## Dataset extract

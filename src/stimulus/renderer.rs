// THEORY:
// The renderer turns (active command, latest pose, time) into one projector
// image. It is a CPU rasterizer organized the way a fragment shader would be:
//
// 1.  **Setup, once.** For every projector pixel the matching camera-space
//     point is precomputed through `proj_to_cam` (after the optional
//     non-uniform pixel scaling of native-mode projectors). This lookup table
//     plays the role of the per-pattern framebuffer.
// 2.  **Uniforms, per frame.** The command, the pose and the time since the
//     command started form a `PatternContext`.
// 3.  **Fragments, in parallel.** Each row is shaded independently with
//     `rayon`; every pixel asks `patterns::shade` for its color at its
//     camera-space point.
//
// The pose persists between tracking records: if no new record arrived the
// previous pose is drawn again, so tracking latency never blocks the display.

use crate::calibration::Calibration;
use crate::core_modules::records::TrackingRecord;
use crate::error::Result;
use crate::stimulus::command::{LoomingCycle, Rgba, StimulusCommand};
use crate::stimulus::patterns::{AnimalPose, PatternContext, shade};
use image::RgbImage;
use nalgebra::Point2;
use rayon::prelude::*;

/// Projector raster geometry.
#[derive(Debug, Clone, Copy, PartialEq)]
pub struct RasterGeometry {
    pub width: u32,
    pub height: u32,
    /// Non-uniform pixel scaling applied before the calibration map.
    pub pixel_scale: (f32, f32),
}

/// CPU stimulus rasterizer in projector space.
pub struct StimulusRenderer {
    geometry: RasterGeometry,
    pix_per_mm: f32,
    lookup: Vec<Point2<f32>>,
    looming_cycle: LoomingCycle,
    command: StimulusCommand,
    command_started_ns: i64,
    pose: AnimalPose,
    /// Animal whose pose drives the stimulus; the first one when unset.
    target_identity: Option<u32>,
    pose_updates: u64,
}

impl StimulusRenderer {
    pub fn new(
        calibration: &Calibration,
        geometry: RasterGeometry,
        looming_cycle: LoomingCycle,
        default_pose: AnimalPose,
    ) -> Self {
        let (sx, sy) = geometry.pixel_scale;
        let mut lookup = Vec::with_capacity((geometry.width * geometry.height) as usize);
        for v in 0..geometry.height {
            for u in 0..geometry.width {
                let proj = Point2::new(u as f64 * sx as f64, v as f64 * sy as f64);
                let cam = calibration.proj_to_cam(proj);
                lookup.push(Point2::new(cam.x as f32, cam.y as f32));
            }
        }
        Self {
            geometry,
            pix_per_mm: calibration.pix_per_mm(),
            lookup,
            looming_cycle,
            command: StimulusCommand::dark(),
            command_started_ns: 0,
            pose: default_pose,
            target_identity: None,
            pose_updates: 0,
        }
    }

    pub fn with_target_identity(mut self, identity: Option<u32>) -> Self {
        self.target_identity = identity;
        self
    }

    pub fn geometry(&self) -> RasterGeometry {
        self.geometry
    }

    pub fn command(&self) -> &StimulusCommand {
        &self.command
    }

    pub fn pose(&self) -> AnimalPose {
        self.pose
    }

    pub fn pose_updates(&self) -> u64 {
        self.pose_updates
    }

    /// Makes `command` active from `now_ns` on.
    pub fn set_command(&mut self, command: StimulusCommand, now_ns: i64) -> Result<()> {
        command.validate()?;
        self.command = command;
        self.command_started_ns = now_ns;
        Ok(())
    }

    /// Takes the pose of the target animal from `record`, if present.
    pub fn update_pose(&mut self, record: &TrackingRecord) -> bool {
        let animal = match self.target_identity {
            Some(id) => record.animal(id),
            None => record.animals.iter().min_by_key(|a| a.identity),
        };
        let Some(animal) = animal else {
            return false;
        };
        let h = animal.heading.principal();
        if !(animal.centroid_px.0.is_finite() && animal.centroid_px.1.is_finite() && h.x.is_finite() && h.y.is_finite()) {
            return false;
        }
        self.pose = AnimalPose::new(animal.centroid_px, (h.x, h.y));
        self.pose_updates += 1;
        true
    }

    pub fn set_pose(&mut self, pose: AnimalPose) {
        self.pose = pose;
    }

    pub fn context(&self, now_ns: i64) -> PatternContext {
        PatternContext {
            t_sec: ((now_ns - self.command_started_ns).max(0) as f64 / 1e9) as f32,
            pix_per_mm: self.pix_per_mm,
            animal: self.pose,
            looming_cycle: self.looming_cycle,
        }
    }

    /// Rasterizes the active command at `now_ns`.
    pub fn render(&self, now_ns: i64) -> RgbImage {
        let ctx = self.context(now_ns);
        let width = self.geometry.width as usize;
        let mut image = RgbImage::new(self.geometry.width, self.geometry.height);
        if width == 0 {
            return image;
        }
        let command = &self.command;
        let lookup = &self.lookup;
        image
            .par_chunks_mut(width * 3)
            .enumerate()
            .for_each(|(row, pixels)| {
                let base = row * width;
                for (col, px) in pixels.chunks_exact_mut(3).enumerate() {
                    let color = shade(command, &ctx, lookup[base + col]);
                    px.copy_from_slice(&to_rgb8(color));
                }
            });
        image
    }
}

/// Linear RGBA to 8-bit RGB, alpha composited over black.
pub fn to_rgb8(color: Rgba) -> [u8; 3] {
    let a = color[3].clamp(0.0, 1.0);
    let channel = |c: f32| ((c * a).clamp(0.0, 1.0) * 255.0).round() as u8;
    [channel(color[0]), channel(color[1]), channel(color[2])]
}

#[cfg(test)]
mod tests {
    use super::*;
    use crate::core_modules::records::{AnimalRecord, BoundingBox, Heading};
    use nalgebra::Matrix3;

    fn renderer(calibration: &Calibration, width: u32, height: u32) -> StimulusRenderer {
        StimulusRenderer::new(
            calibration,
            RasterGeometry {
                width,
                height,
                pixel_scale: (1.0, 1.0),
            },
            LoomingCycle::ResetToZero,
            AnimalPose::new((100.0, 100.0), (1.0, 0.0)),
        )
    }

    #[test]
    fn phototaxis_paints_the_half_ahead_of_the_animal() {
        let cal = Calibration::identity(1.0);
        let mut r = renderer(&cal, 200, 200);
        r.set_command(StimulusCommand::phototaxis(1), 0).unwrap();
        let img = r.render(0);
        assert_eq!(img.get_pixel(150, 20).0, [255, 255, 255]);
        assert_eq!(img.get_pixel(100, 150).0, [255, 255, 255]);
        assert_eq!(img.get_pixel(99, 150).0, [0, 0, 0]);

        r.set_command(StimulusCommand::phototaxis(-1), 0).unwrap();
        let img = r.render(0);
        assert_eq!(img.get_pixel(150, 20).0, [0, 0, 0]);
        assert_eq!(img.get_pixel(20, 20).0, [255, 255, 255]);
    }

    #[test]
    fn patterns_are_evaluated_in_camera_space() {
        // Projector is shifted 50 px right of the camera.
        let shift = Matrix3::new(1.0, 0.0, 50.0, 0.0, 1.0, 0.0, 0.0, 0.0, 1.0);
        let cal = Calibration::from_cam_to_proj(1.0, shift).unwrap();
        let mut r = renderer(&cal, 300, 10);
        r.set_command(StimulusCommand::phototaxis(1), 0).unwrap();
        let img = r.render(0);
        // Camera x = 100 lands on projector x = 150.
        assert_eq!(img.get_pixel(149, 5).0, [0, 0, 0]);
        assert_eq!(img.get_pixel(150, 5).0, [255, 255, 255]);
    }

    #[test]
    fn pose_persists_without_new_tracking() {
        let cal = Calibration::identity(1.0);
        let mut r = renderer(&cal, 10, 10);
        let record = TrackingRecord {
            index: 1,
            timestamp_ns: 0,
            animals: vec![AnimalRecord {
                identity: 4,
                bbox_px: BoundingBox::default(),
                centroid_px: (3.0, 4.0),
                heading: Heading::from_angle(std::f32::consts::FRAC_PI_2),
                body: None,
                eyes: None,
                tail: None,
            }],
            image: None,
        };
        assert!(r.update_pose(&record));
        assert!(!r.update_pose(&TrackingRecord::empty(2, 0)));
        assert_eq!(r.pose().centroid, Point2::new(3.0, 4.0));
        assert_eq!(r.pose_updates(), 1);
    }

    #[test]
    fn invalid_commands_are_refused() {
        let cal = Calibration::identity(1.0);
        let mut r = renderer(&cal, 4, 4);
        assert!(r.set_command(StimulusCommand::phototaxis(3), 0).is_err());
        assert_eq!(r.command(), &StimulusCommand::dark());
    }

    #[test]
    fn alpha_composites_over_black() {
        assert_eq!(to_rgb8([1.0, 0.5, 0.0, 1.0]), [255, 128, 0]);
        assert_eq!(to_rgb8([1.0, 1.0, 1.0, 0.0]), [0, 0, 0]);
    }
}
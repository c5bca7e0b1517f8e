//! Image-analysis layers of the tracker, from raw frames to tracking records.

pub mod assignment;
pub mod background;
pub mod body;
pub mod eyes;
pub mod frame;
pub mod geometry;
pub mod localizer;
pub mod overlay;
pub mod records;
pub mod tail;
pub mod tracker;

## To do
From the first line of the records above to the line that contains "shaded independently with", quote each line exactly.

## Completed task
filename src/stimulus/renderer.rs
// THEORY:
// The renderer turns (active command, latest pose, time) into one projector
// image. It is a CPU rasterizer organized the way a fragment shader would be:
//
// 1.  **Setup, once.** For every projector pixel the matching camera-space
//     point is precomputed through `proj_to_cam` (after the optional
//     non-uniform pixel scaling of native-mode projectors). This lookup table
//     plays the role of the per-pattern framebuffer.
// 2.  **Uniforms, per frame.** The command, the pose and the time since the
//     command started form a `PatternContext`.
// 3.  **Fragments, in parallel.** Each row is shaded independently with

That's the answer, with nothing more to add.